Behaviour Change

PROPAGANDA FOR CHANGE is a project created by the students of Behaviour Change (ps359) and Professor Thomas Hills @thomhills at the Psychology Department of the University of Warwick. This work was supported by funding from Warwick's Institute for Advanced Teaching and Learning.

Thursday, February 12, 2015

WARNING: Explicit Content!


It is no secret that the animal rights organisation, PETA, have tried to create some effective campaigns using shock tactics as a persuasive technique. However, a number of their campaigns have created such outrage and controversy within the population, with their over the top shock tactics, that they have had to be taken down. It is clear that their attempts to grab people’s attention have backfired as their message is often lost behind their explicit use of highly sexualised innuendos, hyper-masculinised culture, objectivity of women & erotic violence against women. 

In this specific example above, it is clear that PETA are trying to utilise shock tactics to persuade people to stop drinking dairy products. They have paired the slogan ‘some bodily fluids are bad for you’ with a picture of a shocked woman covered in a mysterious white liquid and the following catchline of ‘Don’t Swallow. Ditch Dairy’. It doesn’t take a genius to figure out that PETA are trying to shock people by blatantly referring to an explicit sexual act, playing on the words ‘bodily fluids’. The population were so outraged by this billboard that it was taken down after just one day. This is another example of how PETA has unsuccessfully used the shock factor to persuade. People are directing all their focus on the indecency of the sexual act reference and, as a result, are oblivious to their main campaign message. 

One persuasive technique which has shown effectiveness in changing people’s behaviour is Manded Altercast. A manded altercast is where you specify a particular role to be taken by telling people who they are (or who they are supposed to be) by attributing a specific identity/role to them. Support for this technique comes from Lieberman (1956) who studied 139 workers in a company they named the Rockwell Corporation. Workers were put into one of four possible conditions. Twenty three workers were promoted to a supervisory position (Foremen) and 35 workers were promoted to union stewards. The rest of the workers made up two control groups (1 for management and 1 for the union) where they remained in their current work role. After 10 months, participants were tested on their attitudes towards management and the union. In other words, they wanted to see if their attitudes had changed due to the particular role they had been cast into (compared to a control group).





As seen in Table 1, results show that those workers who had been cast into the role of foremen had significantly more ‘pro-management’ attitudes compared to the control group. Results from Table 2 show that workers cast into the role of union stewards also showed significantly more ‘pro-union’ attitudes compared to the control group. Both experimental groups’ attitudes had changed to be inline with the new role they had been cast. This suggests that being cast into a specific role (manded altercast) can effectively change people’s attitudes and, subsequently, their behaviour. 

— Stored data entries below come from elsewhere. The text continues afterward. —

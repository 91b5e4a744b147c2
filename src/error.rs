//! Error types for loading, validating and exporting units.
//!
//! The rewrite pass itself never fails; everything it cannot handle is a
//! [`RewriteWarning`](crate::domain::diagnostics::RewriteWarning).

use std::path::PathBuf;

use thiserror::Error;

#[derive(Error, Debug)]
pub enum Error {
    /// Reading or writing a file failed
    #[error("I/O error on {path}: {source}")]
    Io {
        path: PathBuf,
        #[source]
        source: std::io::Error,
    },

    /// A unit file is not valid interchange JSON
    #[error("Malformed unit {path}: {source}")]
    Json {
        path: PathBuf,
        #[source]
        source: serde_json::Error,
    },

    /// The override configuration is not valid TOML
    #[error("Malformed override config: {0}")]
    Config(#[from] toml::de::Error),

    /// An override names a bare predeclared type
    ///
    /// **Triggered by:** `"Msg.Name" = "string"`
    /// **Prevention:** use a qualified (`pkg.T`), pointer (`*T`) or slice (`[]T`) type
    #[error("Invalid override type `{type_name}` for {symbol}: must be qualified, a pointer or a slice")]
    InvalidOverrideType { symbol: String, type_name: String },

    /// An identifier in a unit refers past the end of its symbol table
    #[error("Identifier `{name}` refers to symbol #{index}, but the unit declares {declared}")]
    DanglingSymbol {
        name: String,
        index: usize,
        declared: usize,
    },
}

pub type Result<T> = std::result::Result<T, Error>;
// Main library entry point for fieldcast.

pub mod api;
pub mod application;
pub mod domain;
pub mod error;
pub mod infrastructure;
pub mod ports;

pub use error::{Error, Result};
use std::path::{Path, PathBuf};

use crate::domain::Unit;
use crate::error::Result;

pub mod source_printer;

/// Produces parsed units with resolved symbols.
pub trait UnitLoader: Send + Sync {
    fn load(&self, path: &Path) -> Result<Unit>;
}

/// Writes a rewritten unit into `dir`, returning the written path.
pub trait UnitExporter: Send + Sync {
    fn export(&self, unit: &Unit, dir: &Path) -> Result<PathBuf>;
}
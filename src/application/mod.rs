use std::path::{Path, PathBuf};

use anyhow::{Context, Result};
use rayon::prelude::*;
use tracing::info;

use crate::domain::diagnostics::RewriteReport;
use crate::domain::rewrite::Retargeter;
use crate::domain::Unit;
use crate::infrastructure::OverrideConfig;
use crate::ports::{UnitExporter, UnitLoader};

/// Result of rewriting and exporting one unit.
#[derive(Debug, Clone)]
pub struct UnitSummary {
    pub unit: String,
    pub output: PathBuf,
    pub report: RewriteReport,
}

/// Rewrite a single unit in place.
///
/// Each call builds its own override map and engine, so units can be
/// processed concurrently.
pub fn retarget_unit(unit: &mut Unit, config: &OverrideConfig) -> RewriteReport {
    let overrides = config.resolve(&unit.symbols);
    Retargeter::new(&unit.symbols, &overrides)
        .with_options(config.rewrite_options())
        .run(&mut unit.tree)
}

pub struct RetargetUsecase<'a> {
    pub loader: &'a dyn UnitLoader,
    pub exporter: &'a dyn UnitExporter,
    pub config: &'a OverrideConfig,
}

impl<'a> RetargetUsecase<'a> {
    /// Load, rewrite and export every input in parallel.
    ///
    /// Summaries come back in input order. The first failing unit aborts the
    /// batch.
    pub fn run(&self, inputs: &[PathBuf], output_dir: &Path) -> Result<Vec<UnitSummary>> {
        inputs
            .par_iter()
            .map(|input| self.process(input, output_dir))
            .collect()
    }

    fn process(&self, input: &Path, output_dir: &Path) -> Result<UnitSummary> {
        let mut unit = self
            .loader
            .load(input)
            .with_context(|| format!("Failed to load unit {}", input.display()))?;

        let report = retarget_unit(&mut unit, self.config);

        let output = self
            .exporter
            .export(&unit, output_dir)
            .with_context(|| format!("Failed to export unit {}", unit.name))?;

        info!(
            unit = %unit.name,
            declarations = report.patched_declarations,
            returns = report.converted_returns,
            usages = report.patched_usages,
            warnings = report.warnings.len(),
            "unit rewritten"
        );

        Ok(UnitSummary {
            unit: unit.name,
            output,
            report,
        })
    }
}
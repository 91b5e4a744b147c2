//! Field type retargeting.
//!
//! [`Retargeter`] walks every occurrence of each overridden symbol and
//! patches it in place: declarations get the override type, accessor bodies
//! get converted returns, and every other reference gets a conversion at
//! the position where the old and new type meet.

mod declaration;
mod returns;
mod usage;

use std::collections::BTreeMap;

use tracing::debug;

use crate::domain::ast::{NodeId, Role, SyntaxTree};
use crate::domain::diagnostics::RewriteReport;
use crate::domain::symbols::{OverrideMap, Symbol, SymbolId, SymbolTable};
use crate::domain::type_shape::{cast, TypeShape};

pub const DEFAULT_ACCESSOR_PREFIX: &str = "Get";

#[derive(Debug, Clone, PartialEq, Eq)]
pub struct RewriteOptions {
    /// Prefix that turns a field name into its generated accessor name.
    pub accessor_prefix: String,
}

impl Default for RewriteOptions {
    fn default() -> Self {
        Self {
            accessor_prefix: DEFAULT_ACCESSOR_PREFIX.to_string(),
        }
    }
}

/// Rewrites one unit's tree against an override mapping.
pub struct Retargeter<'a> {
    symbols: &'a SymbolTable,
    overrides: &'a OverrideMap,
    options: RewriteOptions,
}

/// The symbol being retargeted and its override.
struct Target<'s> {
    symbol: &'s Symbol,
    override_name: &'s str,
    override_type: TypeShape,
}

impl<'a> Retargeter<'a> {
    pub fn new(symbols: &'a SymbolTable, overrides: &'a OverrideMap) -> Self {
        Self {
            symbols,
            overrides,
            options: RewriteOptions::default(),
        }
    }

    pub fn with_options(mut self, options: RewriteOptions) -> Self {
        self.options = options;
        self
    }

    /// Patch every occurrence of every overridden symbol.
    ///
    /// Symbols are visited in ascending id order and each occurrence is
    /// fully rewritten before the next one is looked at.
    pub fn run(&self, tree: &mut SyntaxTree) -> RewriteReport {
        let mut report = RewriteReport::default();
        let occurrences = collect_occurrences(tree, self.overrides);

        for (id, override_name) in self.overrides.iter() {
            let Some(symbol) = self.symbols.get(id) else {
                debug!(symbol = id.index(), "override for unknown symbol ignored");
                continue;
            };
            let sites = occurrences.get(&id).map(Vec::as_slice).unwrap_or_default();
            debug!(
                symbol = %symbol.name,
                override_type = override_name,
                sites = sites.len(),
                "retargeting symbol"
            );

            let target = Target {
                symbol,
                override_name,
                override_type: TypeShape::parse(override_name),
            };
            for &(ident, role) in sites {
                match role {
                    Role::Def => self.patch_declaration(tree, ident, &target, &mut report),
                    Role::Use => self.patch_usage(tree, ident, &target, &mut report),
                }
            }
        }

        report
    }

    fn accessor_name(&self, field: &str) -> String {
        format!("{}{}", self.options.accessor_prefix, field)
    }
}

/// Snapshot of the bound identifiers of every overridden symbol, in arena
/// order. Nodes allocated while rewriting never carry bindings, so the
/// snapshot stays complete for the whole run.
fn collect_occurrences(
    tree: &SyntaxTree,
    overrides: &OverrideMap,
) -> BTreeMap<SymbolId, Vec<(NodeId, Role)>> {
    let mut sites: BTreeMap<SymbolId, Vec<(NodeId, Role)>> = BTreeMap::new();
    for id in tree.ids() {
        if let Some(binding) = tree.binding(id) {
            if overrides.contains(binding.symbol) {
                sites.entry(binding.symbol).or_default().push((id, binding.role));
            }
        }
    }
    sites
}

/// Replace `expr`, a child of `parent`, with `target(expr)`.
fn cast_in_place(tree: &mut SyntaxTree, parent: NodeId, expr: NodeId, target: &TypeShape) -> bool {
    let wrapped = cast(tree, target, expr);
    tree.replace_child(parent, expr, wrapped)
}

In conclusion, using over the top shock tactics is not successful at persuading people to change their attitudes and behaviours as people’s attention are in the wrong place. These campaigns are being remembered for the wrong reasons and their main message is often lost and most likely forgotten. According to these results, if people are cast, for example, into the role of an animal lover (who would not stand for the cruelty of animals in order to consume what they produce) they will change their attitudes and, later, behaviour to be in line with their casted role. Therefore, if PETA were to adopt the use of manded altercast, instead of shock tactics, they should be able to effectively change people’s attitudes and behaviour without losing the focus of their main campaign message.





References: 

Lieberman, S. (1956). The effects of changes in roles on the attitudes of role occupants.  Human Relations9, 385-402.